• **Instructions to follow**
Copy out each line below containing "Some".

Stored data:
// cf. https://www.geopackage.org/spec140/index.html#table_definition_sql

use crate::error::Result;
use crate::srs::CoordinateSystems;

/// "GPKG" as a big endian 32 bit integer.
pub(crate) const GPKG_APPLICATION_ID: i32 = 0x4750_4B47;
/// GeoPackage 1.4.0
pub(crate) const GPKG_USER_VERSION: i32 = 10400;

// gpkg_contents: lists all geospatial contents in the package with identifying
// and descriptive metadata for user display and access.
pub(crate) const SQL_GPKG_CONTENTS: &str = "
CREATE TABLE gpkg_contents (
  table_name TEXT NOT NULL PRIMARY KEY,
  data_type TEXT NOT NULL,
  identifier TEXT UNIQUE,
  description TEXT DEFAULT '',
  last_change DATETIME NOT NULL DEFAULT (strftime('%Y-%m-%dT%H:%M:%fZ','now')),
  min_x DOUBLE,
  min_y DOUBLE,
  max_x DOUBLE,
  max_y DOUBLE,
  srs_id INTEGER,
  CONSTRAINT fk_gc_r_srs_id FOREIGN KEY (srs_id) REFERENCES gpkg_spatial_ref_sys(srs_id)
);
";

// gpkg_extensions: declares which extensions apply to the GeoPackage, a table,
// or a column so clients can detect requirements without scanning user tables.
pub(crate) const SQL_GPKG_EXTENSIONS: &str = "
CREATE TABLE gpkg_extensions (
  table_name TEXT,
  column_name TEXT,
  extension_name TEXT NOT NULL,
  definition TEXT NOT NULL,
  scope TEXT NOT NULL,
  CONSTRAINT ge_tce UNIQUE (table_name, column_name, extension_name)
);
";

// gpkg_geometry_columns: identifies geometry columns and geometry types for
// vector feature user data tables.
pub(crate) const SQL_GPKG_GEOMETRY_COLUMNS: &str = "
CREATE TABLE gpkg_geometry_columns (
  table_name TEXT NOT NULL,
  column_name TEXT NOT NULL,
  geometry_type_name TEXT NOT NULL,
  srs_id INTEGER NOT NULL,
  z TINYINT NOT NULL,
  m TINYINT NOT NULL,
  CONSTRAINT pk_geom_cols PRIMARY KEY (table_name, column_name),
  CONSTRAINT uk_gc_table_name UNIQUE (table_name),
  CONSTRAINT fk_gc_tn FOREIGN KEY (table_name) REFERENCES gpkg_contents(table_name),
  CONSTRAINT fk_gc_srs FOREIGN KEY (srs_id) REFERENCES gpkg_spatial_ref_sys (srs_id)
);
";

// gpkg_spatial_ref_sys: the SRS catalog referenced by gpkg_contents and
// gpkg_geometry_columns to describe spatial reference systems.
pub(crate) const SQL_GPKG_SPATIAL_REF_SYS: &str = "
CREATE TABLE gpkg_spatial_ref_sys (
  srs_name TEXT NOT NULL,
  srs_id INTEGER PRIMARY KEY,
  organization TEXT NOT NULL,
  organization_coordsys_id INTEGER NOT NULL,
  definition  TEXT NOT NULL,
  description TEXT
);
";

pub(crate) const SQL_LIST_TABLES: &str =
    "SELECT table_name FROM gpkg_contents WHERE data_type = 'features' ORDER BY table_name";

pub(crate) const SQL_TABLE_NAME_CI: &str =
    "SELECT table_name FROM gpkg_contents WHERE lower(table_name) = lower(?1)";

pub(crate) const SQL_INSERT_GPKG_CONTENTS: &str = "
INSERT INTO gpkg_contents
  (table_name, data_type, identifier, description, srs_id)
VALUES
  (?1, 'features', ?2, '', ?3)
";

pub(crate) const SQL_UPDATE_GPKG_CONTENTS_EXTENT: &str = "
UPDATE gpkg_contents
SET min_x = ?2, min_y = ?3, max_x = ?4, max_y = ?5,
    last_change = strftime('%Y-%m-%dT%H:%M:%fZ','now')
WHERE table_name = ?1
";

pub(crate) const SQL_DELETE_GPKG_CONTENTS: &str = "DELETE FROM gpkg_contents WHERE table_name = ?1";

pub(crate) const SQL_INSERT_GPKG_GEOMETRY_COLUMNS: &str = "
INSERT INTO gpkg_geometry_columns
  (table_name, column_name, geometry_type_name, srs_id, z, m)
VALUES
  (?1, ?2, ?3, ?4, ?5, ?6)
";

pub(crate) const SQL_SELECT_GEOMETRY_COLUMN_META: &str = "
SELECT table_name, column_name, geometry_type_name, z, m, srs_id
FROM gpkg_geometry_columns
WHERE lower(table_name) = lower(?1)
";

pub(crate) const SQL_DELETE_GPKG_GEOMETRY_COLUMNS: &str =
    "DELETE FROM gpkg_geometry_columns WHERE table_name = ?1";

pub(crate) const SQL_INSERT_SRS: &str = "
INSERT INTO gpkg_spatial_ref_sys
  (srs_name, srs_id, organization, organization_coordsys_id, definition, description)
VALUES
  (?1, ?2, ?3, ?4, ?5, ?6)
";

pub(crate) const SQL_SELECT_SRS_DEFINITION: &str =
    "SELECT definition FROM gpkg_spatial_ref_sys WHERE srs_id = ?1";

pub(crate) const SQL_INSERT_RTREE_EXTENSION: &str = "
INSERT INTO gpkg_extensions
  (table_name, column_name, extension_name, definition, scope)
VALUES
  (?1, ?2, 'gpkg_rtree_index', 'http://www.geopackage.org/spec/#extension_rtree', 'write-only')
";

pub(crate) const SQL_DELETE_GPKG_EXTENSIONS: &str =
    "DELETE FROM gpkg_extensions WHERE table_name = ?1";

pub(crate) fn sql_create_table(table_name: &str, column_defs: &str) -> String {
    format!(r#"CREATE TABLE "{}" ({})"#, table_name, column_defs)
}

pub(crate) fn sql_drop_table(table_name: &str) -> String {
    format!(r#"DROP TABLE "{table_name}""#)
}

pub(crate) fn sql_table_columns(table_name: &str) -> String {
    format!(
        "SELECT name, type, pk FROM pragma_table_info('{}') ORDER BY cid",
        table_name.replace('\'', "''")
    )
}

pub(crate) fn sql_add_column(table_name: &str, column_def: &str) -> String {
    format!(r#"ALTER TABLE "{table_name}" ADD COLUMN {column_def}"#)
}

pub(crate) fn sql_drop_column(table_name: &str, column_name: &str) -> String {
    format!(r#"ALTER TABLE "{table_name}" DROP COLUMN "{column_name}""#)
}

/// `SELECT id, geometry, other... FROM table [WHERE ...] ORDER BY id`.
pub(crate) fn sql_select_rows<'a, I>(
    table_name: &'a str,
    id_column: &'a str,
    geometry_column: &'a str,
    other_columns: I,
    where_clause: Option<&str>,
) -> String
where
    I: IntoIterator<Item = &'a str>,
{
    let mut columns = vec![format!(r#""{id_column}""#), format!(r#""{geometry_column}""#)];
    columns.extend(other_columns.into_iter().map(|name| format!(r#""{}""#, name)));

    let where_clause = match where_clause {
        Some(clause) => format!("WHERE {clause} "),
        None => "".to_string(),
    };

    format!(
        r#"SELECT {} FROM "{table_name}" {where_clause}ORDER BY "{id_column}""#,
        columns.join(", ")
    )
}

pub(crate) fn sql_select_geometries(table_name: &str, geometry_column: &str) -> String {
    format!(r#"SELECT "{geometry_column}" FROM "{table_name}" WHERE "{geometry_column}" IS NOT NULL"#)
}

pub(crate) fn sql_count(table_name: &str) -> String {
    format!(r#"SELECT COUNT(*) FROM "{table_name}""#)
}

pub(crate) fn sql_delete_all(table_name: &str) -> String {
    format!(r#"DELETE FROM "{}""#, table_name)
}

pub(crate) fn sql_delete_row(table_name: &str, id_column: &str) -> String {
    format!(r#"DELETE FROM "{table_name}" WHERE "{id_column}" = ?1"#)
}

pub(crate) fn sql_insert_row<'a, I>(table_name: &str, columns: I) -> String
where
    I: IntoIterator<Item = &'a str>,
{
    let columns: Vec<String> = columns
        .into_iter()
        .map(|name| format!(r#""{}""#, name))
        .collect();
    if columns.is_empty() {
        return format!(r#"INSERT INTO "{table_name}" DEFAULT VALUES"#);
    }
    let placeholders: Vec<String> = (1..=columns.len()).map(|i| format!("?{i}")).collect();
    format!(
        r#"INSERT INTO "{}" ({}) VALUES ({})"#,
        table_name,
        columns.join(", "),
        placeholders.join(", ")
    )
}

/// `UPDATE table SET a = ?1, b = ?2 WHERE id = ?3`; the id is the last parameter.
pub(crate) fn sql_update_row<'a, I>(table_name: &str, id_column: &str, columns: I) -> String
where
    I: IntoIterator<Item = &'a str>,
{
    let assignments: Vec<String> = columns
        .into_iter()
        .enumerate()
        .map(|(i, name)| format!(r#""{name}" = ?{}"#, i + 1))
        .collect();
    format!(
        r#"UPDATE "{table_name}" SET {} WHERE "{id_column}" = ?{}"#,
        assignments.join(", "),
        assignments.len() + 1
    )
}

pub(crate) fn initialize_gpkg(conn: &rusqlite::Connection) -> Result<()> {
    conn.pragma_update(None, "application_id", GPKG_APPLICATION_ID)?;
    conn.pragma_update(None, "user_version", GPKG_USER_VERSION)?;
    conn.execute_batch(SQL_GPKG_SPATIAL_REF_SYS)?;
    register_default_srs_ids(conn)?;
    conn.execute_batch(SQL_GPKG_CONTENTS)?;
    conn.execute_batch(SQL_GPKG_GEOMETRY_COLUMNS)?;
    conn.execute_batch(SQL_GPKG_EXTENSIONS)?;
    Ok(())
}

// WGS 84 and the two undefined systems every GeoPackage must carry.
fn register_default_srs_ids(conn: &rusqlite::Connection) -> Result<()> {
    let catalog = CoordinateSystems::global()?;
    for cs in catalog.lookup_many(&[4326, -1, 0])? {
        conn.execute(
            SQL_INSERT_SRS,
            rusqlite::params![
                cs.name,
                cs.wkid,
                cs.organization,
                cs.wkid,
                cs.wkt,
                cs.description
            ],
        )?;
    }
    Ok(())
}

pub(crate) fn rtree_table_name(table: &str, geom_column: &str) -> String {
    format!("rtree_{table}_{geom_column}")
}

// cf. https://www.geopackage.org/spec140/index.html#extension_rtree
pub(crate) fn gpkg_rtree_create_sql(table: &str, geom_column: &str) -> String {
    format!(
        r#"CREATE VIRTUAL TABLE "{r}" USING rtree(id, minx, maxx, miny, maxy);"#,
        r = rtree_table_name(table, geom_column),
    )
}

// The maintenance triggers live on the user table and are dropped with it.
pub(crate) fn gpkg_rtree_drop_sql(table: &str, geom_column: &str) -> String {
    format!(
        r#"DROP TABLE IF EXISTS "{r}";"#,
        r = rtree_table_name(table, geom_column),
    )
}

pub(crate) fn gpkg_rtree_load_sql(table: &str, geom_column: &str, id_column: &str) -> String {
    format!(
        r#"INSERT OR REPLACE INTO "{r}"
  SELECT "{i}", ST_MinX("{c}"), ST_MaxX("{c}"), ST_MinY("{c}"), ST_MaxY("{c}")
  FROM "{t}" WHERE "{c}" NOT NULL AND NOT ST_IsEmpty("{c}");"#,
        r = rtree_table_name(table, geom_column),
        t = table,
        c = geom_column,
        i = id_column
    )
}

pub(crate) fn gpkg_rtree_triggers_sql(table: &str, geom_column: &str, id_column: &str) -> String {
    format!(
        r#"CREATE TRIGGER "{r}_insert" AFTER INSERT ON "{t}"
  WHEN (NEW."{c}" NOT NULL AND NOT ST_IsEmpty(NEW."{c}"))
BEGIN
  INSERT OR REPLACE INTO "{r}" VALUES (
    NEW."{i}",
    ST_MinX(NEW."{c}"), ST_MaxX(NEW."{c}"),
    ST_MinY(NEW."{c}"), ST_MaxY(NEW."{c}")
  );
END;

CREATE TRIGGER "{r}_update2" AFTER UPDATE OF "{c}" ON "{t}"
  WHEN OLD."{i}" = NEW."{i}" AND
       (NEW."{c}" ISNULL OR ST_IsEmpty(NEW."{c}"))
BEGIN
  DELETE FROM "{r}" WHERE id = OLD."{i}";
END;

CREATE TRIGGER "{r}_update4" AFTER UPDATE ON "{t}"
  WHEN OLD."{i}" != NEW."{i}" AND
       (NEW."{c}" ISNULL OR ST_IsEmpty(NEW."{c}"))
BEGIN
  DELETE FROM "{r}" WHERE id IN (OLD."{i}", NEW."{i}");
END;

CREATE TRIGGER "{r}_update5" AFTER UPDATE ON "{t}"
  WHEN OLD."{i}" != NEW."{i}" AND
       (NEW."{c}" NOTNULL AND NOT ST_IsEmpty(NEW."{c}"))
BEGIN
  DELETE FROM "{r}" WHERE id = OLD."{i}";
  INSERT OR REPLACE INTO "{r}" VALUES (
    NEW."{i}",
    ST_MinX(NEW."{c}"), ST_MaxX(NEW."{c}"),
    ST_MinY(NEW."{c}"), ST_MaxY(NEW."{c}")
  );
END;

CREATE TRIGGER "{r}_update6" AFTER UPDATE OF "{c}" ON "{t}"
  WHEN OLD."{i}" = NEW."{i}" AND
       (NEW."{c}" NOTNULL AND NOT ST_IsEmpty(NEW."{c}")) AND
       (OLD."{c}" NOTNULL AND NOT ST_IsEmpty(OLD."{c}"))
BEGIN
  UPDATE "{r}" SET
    minx = ST_MinX(NEW."{c}"),
    maxx = ST_MaxX(NEW."{c}"),
    miny = ST_MinY(NEW."{c}"),
    maxy = ST_MaxY(NEW."{c}")
  WHERE id = NEW."{i}";
END;

CREATE TRIGGER "{r}_update7" AFTER UPDATE OF "{c}" ON "{t}"
  WHEN OLD."{i}" = NEW."{i}" AND
       (NEW."{c}" NOTNULL AND NOT ST_IsEmpty(NEW."{c}")) AND
       (OLD."{c}" ISNULL OR ST_IsEmpty(OLD."{c}"))
BEGIN
  INSERT INTO "{r}" VALUES (
    NEW."{i}",
    ST_MinX(NEW."{c}"), ST_MaxX(NEW."{c}"),
    ST_MinY(NEW."{c}"), ST_MaxY(NEW."{c}")
  );
END;

CREATE TRIGGER "{r}_delete" AFTER DELETE ON "{t}"
  WHEN OLD."{c}" NOT NULL
BEGIN
  DELETE FROM "{r}" WHERE id = OLD."{i}";
END;"#,
        r = rtree_table_name(table, geom_column),
        t = table,
        c = geom_column,
        i = id_column
    )
}

pub(crate) fn execute_rtree_sqls(
    conn: &rusqlite::Connection,
    table: &str,
    geom_column: &str,
    id_column: &str,
) -> rusqlite::Result<()> {
    conn.execute_batch(&gpkg_rtree_create_sql(table, geom_column))?;
    conn.execute_batch(&gpkg_rtree_load_sql(table, geom_column, id_column))?;
    conn.execute_batch(&gpkg_rtree_triggers_sql(table, geom_column, id_column))?;
    conn.execute(SQL_INSERT_RTREE_EXTENSION, rusqlite::params![table, geom_column])?;
    Ok(())
}

#[cfg(test)]
mod tests {
    use super::{sql_insert_row, sql_select_rows, sql_update_row};

    #[test]
    fn row_statements() {
        assert_eq!(
            sql_insert_row("parcels", ["Shape", "name"]),
            r#"INSERT INTO "parcels" ("Shape", "name") VALUES (?1, ?2)"#
        );
        assert_eq!(
            sql_insert_row("parcels", []),
            r#"INSERT INTO "parcels" DEFAULT VALUES"#
        );
        assert_eq!(
            sql_update_row("parcels", "OBJECTID", ["name", "area"]),
            r#"UPDATE "parcels" SET "name" = ?1, "area" = ?2 WHERE "OBJECTID" = ?3"#
        );
        assert_eq!(
            sql_select_rows("parcels", "OBJECTID", "Shape", ["name"], Some("area > ?1")),
            r#"SELECT "OBJECTID", "Shape", "name" FROM "parcels" WHERE area > ?1 ORDER BY "OBJECTID""#
        );
    }
}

• **Solution for this exercise**
        Some(clause) => format!("WHERE {clause} "),
            sql_select_rows("parcels", "OBJECTID", "Shape", ["name"], Some("area > ?1")),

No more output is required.